Saunders and her husband Peter are South African; they emigrated to the States back in the 1980s.
Now, at age 67, Gerda Saunders has written a memoir, Memory's Last Breath: Field Notes on My Dementia. And she remembers vividly what her "rather blunt" neurologist said when she gave Saunders the news. "She said, it looks like you may already have been dementing. And because I'm involved with words, I have always been, it just struck me in that moment, really, as funny in a way that there's this verb that I never thought could be derived from the noun dementia. Suddenly it felt that this was something I ..." Saunders grasps for the word she wants. "When you are sort of, almost like guilty of participating in an act, in the way that we speak about it in colonialism, that you are — complicit is the word I'm thinking of. That I'm complicit in something that my body and my head is doing something, in a verb form, which means I'm actively engaged in doing this."
Interview Highlights
On what it's meant to write about her dementia
Certainly, my whole life path was determined by the fact that I had a good brain to start with. I was very fortunate. And now this big brain is being eaten away. So what am I now? What will I be? What is my identity, and what does it mean to live with an identity that's eroding all the time? I felt a strong feeling to understand this disease before a time when I couldn't understand anything anymore.
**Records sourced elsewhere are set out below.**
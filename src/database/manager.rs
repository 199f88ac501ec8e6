use sqlx::{postgres::PgPoolOptions, PgPool};
use std::time::Duration;
use thiserror::Error;
use tracing::info;

use crate::config;

/// Errors from pool setup and migrations
#[derive(Debug, Error)]
pub enum DatabaseError {
    #[error("Missing configuration: {0}")]
    ConfigMissing(&'static str),

    #[error("Migration error: {0}")]
    Migration(#[from] sqlx::migrate::MigrateError),

    #[error(transparent)]
    Sqlx(#[from] sqlx::Error),
}

/// Connect to the database named by DATABASE_URL using the configured pool
/// limits.
pub async fn connect() -> Result<PgPool, DatabaseError> {
    let url = std::env::var("DATABASE_URL")
        .map_err(|_| DatabaseError::ConfigMissing("DATABASE_URL"))?;

    let db_config = &config::config().database;
    let pool = PgPoolOptions::new()
        .max_connections(db_config.max_connections)
        .acquire_timeout(Duration::from_secs(db_config.connection_timeout))
        .connect(&url)
        .await?;

    info!("Connected database pool (max_connections={})", db_config.max_connections);
    Ok(pool)
}

/// Apply pending migrations from the embedded `migrations/` directory.
pub async fn migrate(pool: &PgPool) -> Result<(), DatabaseError> {
    sqlx::migrate!("./migrations").run(pool).await?;
    info!("Database migrations up to date");
    Ok(())
}

/// Pings the pool to ensure connectivity
pub async fn health_check(pool: &PgPool) -> Result<(), DatabaseError> {
    sqlx::query("SELECT 1").execute(pool).await?;
    Ok(())
}
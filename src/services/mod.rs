pub mod access;
pub mod complaints;
pub mod discussions;
pub mod feedback;
pub mod groups;
pub mod messages;
pub mod reports;
pub mod users;
pub mod validation;

use crate::error::ApiError;

/// Domain-level failures shared by all services. Handlers convert these to
/// the HTTP taxonomy via `From<ServiceError> for ApiError`.
#[derive(Debug, thiserror::Error)]
pub enum ServiceError {
    #[error("{0}")]
    Validation(String),

    #[error("{0}")]
    BadRequest(String),

    #[error("{0}")]
    Unauthorized(String),

    #[error("{0}")]
    Forbidden(String),

    #[error("{0}")]
    NotFound(String),

    #[error("{0}")]
    Conflict(String),

    #[error(transparent)]
    Database(#[from] sqlx::Error),

    #[error("serialization error: {0}")]
    Serialization(#[from] serde_json::Error),

    #[error(transparent)]
    Token(#[from] crate::auth::TokenError),

    #[error("password error: {0}")]
    Password(#[from] crate::auth::password::PasswordError),
}

impl From<ServiceError> for ApiError {
    fn from(err: ServiceError) -> Self {
        match err {
            ServiceError::Validation(msg) => ApiError::validation_error(msg, None),
            ServiceError::BadRequest(msg) => ApiError::bad_request(msg),
            ServiceError::Unauthorized(msg) => ApiError::unauthorized(msg),
            ServiceError::Forbidden(msg) => ApiError::forbidden(msg),
            ServiceError::NotFound(msg) => ApiError::not_found(msg),
            ServiceError::Conflict(msg) => ApiError::conflict(msg),
            ServiceError::Database(e) => e.into(),
            ServiceError::Serialization(e) => {
                tracing::error!("JSON serialization error: {}", e);
                ApiError::internal_server_error("Failed to format response")
            }
            ServiceError::Token(e) => {
                tracing::error!("Token error: {}", e);
                ApiError::internal_server_error("Failed to issue token")
            }
            ServiceError::Password(e) => {
                tracing::error!("Password hashing error: {}", e);
                ApiError::internal_server_error("An error occurred while processing your request")
            }
        }
    }
}

/// True when the underlying database error is a unique-constraint violation.
pub(crate) fn is_unique_violation(err: &sqlx::Error) -> bool {
    matches!(err, sqlx::Error::Database(db) if db.is_unique_violation())
}
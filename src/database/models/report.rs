use chrono::{DateTime, Utc};
use serde::{Deserialize, Serialize};
use sqlx::FromRow;
use uuid::Uuid;

use super::complaint::ComplaintStatus;

#[derive(Debug, Clone, Copy, PartialEq, Eq, Serialize, Deserialize, sqlx::Type)]
#[serde(rename_all = "snake_case")]
#[sqlx(type_name = "report_type", rename_all = "snake_case")]
pub enum ReportType {
    Complaints,
    Feedback,
    Engagement,
    Performance,
}

/// Filters captured alongside a snapshot so an export can be traced back to
/// the query that produced it.
#[derive(Debug, Clone, Default, Serialize, Deserialize)]
pub struct ReportFilters {
    #[serde(skip_serializing_if = "Option::is_none")]
    pub from: Option<DateTime<Utc>>,
    #[serde(skip_serializing_if = "Option::is_none")]
    pub to: Option<DateTime<Utc>>,
    #[serde(skip_serializing_if = "Option::is_none")]
    pub district: Option<String>,
    #[serde(skip_serializing_if = "Option::is_none")]
    pub sector: Option<String>,
    #[serde(skip_serializing_if = "Option::is_none")]
    pub status: Option<ComplaintStatus>,
    #[serde(skip_serializing_if = "Option::is_none")]
    pub escalation_level: Option<i16>,
}

#[derive(Debug, Clone, PartialEq, Serialize, Deserialize)]
pub struct StatusCount {
    pub status: ComplaintStatus,
    pub count: i64,
}

#[derive(Debug, Clone, PartialEq, Serialize, Deserialize)]
pub struct LocationCount {
    pub district: String,
    pub sector: String,
    pub count: i64,
}

#[derive(Debug, Clone, PartialEq, Serialize, Deserialize)]
pub struct ServiceStats {
    pub service_type: String,
    pub count: i64,
    pub average_rating: f64,
    /// Share of ratings >= 4, in percent.
    pub satisfaction_pct: f64,
}

/// One explicit result shape per report type. The tag is persisted with the
/// payload so exports can be re-rendered without consulting the parent row.
#[derive(Debug, Clone, PartialEq, Serialize, Deserialize)]
#[serde(tag = "type", rename_all = "snake_case")]
pub enum ReportData {
    Complaints {
        total: i64,
        by_status: Vec<StatusCount>,
        by_location: Vec<LocationCount>,
        escalation_rate: f64,
    },
    Feedback {
        total: i64,
        services: Vec<ServiceStats>,
    },
    Engagement {
        discussions_opened: i64,
        discussions_resolved: i64,
        comments: i64,
        official_responses: i64,
        group_memberships: i64,
    },
    Performance {
        total: i64,
        resolved: i64,
        resolution_rate: f64,
        escalated: i64,
        escalation_rate: f64,
        avg_resolution_secs: Option<f64>,
    },
}

impl ReportData {
    pub fn report_type(&self) -> ReportType {
        match self {
            ReportData::Complaints { .. } => ReportType::Complaints,
            ReportData::Feedback { .. } => ReportType::Feedback,
            ReportData::Engagement { .. } => ReportType::Engagement,
            ReportData::Performance { .. } => ReportType::Performance,
        }
    }
}

/// Persisted snapshot of an aggregation result.
#[derive(Debug, Clone, Serialize, FromRow)]
pub struct Report {
    pub id: Uuid,
    pub report_type: ReportType,
    pub generated_by: Uuid,
    pub filters: sqlx::types::Json<ReportFilters>,
    pub data: sqlx::types::Json<ReportData>,
    pub created_at: DateTime<Utc>,
}

#[cfg(test)]
mod tests {
    use super::*;

    #[test]
    fn report_data_round_trips_with_tag() {
        let data = ReportData::Performance {
            total: 10,
            resolved: 4,
            resolution_rate: 40.0,
            escalated: 2,
            escalation_rate: 20.0,
            avg_resolution_secs: Some(3600.0),
        };
        let json = serde_json::to_value(&data).unwrap();
        assert_eq!(json["type"], "performance");

        let back: ReportData = serde_json::from_value(json).unwrap();
        assert_eq!(back, data);
        assert_eq!(back.report_type(), ReportType::Performance);
    }

    #[test]
    fn unknown_tag_is_rejected() {
        let json = serde_json::json!({ "type": "sentiment", "total": 1 });
        assert!(serde_json::from_value::<ReportData>(json).is_err());
    }

    #[test]
    fn filters_omit_unset_fields() {
        let filters = ReportFilters {
            district: Some("Gasabo".into()),
            ..Default::default()
        };
        let json = serde_json::to_value(&filters).unwrap();
        assert_eq!(json["district"], "Gasabo");
        assert!(json.get("sector").is_none());
        assert!(json.get("from").is_none());
    }
}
On how her diagnosis has altered her marriage
It has a constant and daily effect on our relationship. And I am more convinced than I've ever been in my life that Peter loves me until the day I die. Because he's so tender and loving, and just always there for me. And it's hard for me to know that I'm not fully reciprocating. You know, my mind drifts. I'm not good at doing my share of the household, I'm getting worse at it every day. His responsibility is mounting. But we do talk about it, and I feel that our relationship is deeper than it's ever been.
On not sounding impaired
If you are in a conversation with me like this, where there are no distractions, I can hold together a framework of concepts, and speak within that framework. Where you see, really, some kind of craziness is when I interface with the world. I have severe attention deficit disorder. So I see something in front of me, and that is the thing I interact with. You know, when Peter and I have to go somewhere, we have an appointment, and I have to get ready — and I get sidetracked ten times in minutes, you know, where I go to fetch something, or I go to comb my hair. It's a very exhausting way to get through a physical day. And it's incredibly exhausting for Peter, too, because he is really thinking for two people.
On talking to her family about the end of her life
We worked out a plan for me and my family whereby I would go somewhere where I could find a legal assisted death. At the moment, it does not look as thought that would be possible for me in the United States, so that means we would have to go to another country. And so we have tried to financially provide for that possibility, and also emotionally prepare for that possibility with my family ... And I asked this gift of them, to do this for me. It is such a comfort to me, to know that my family love me enough to want to give me this gift.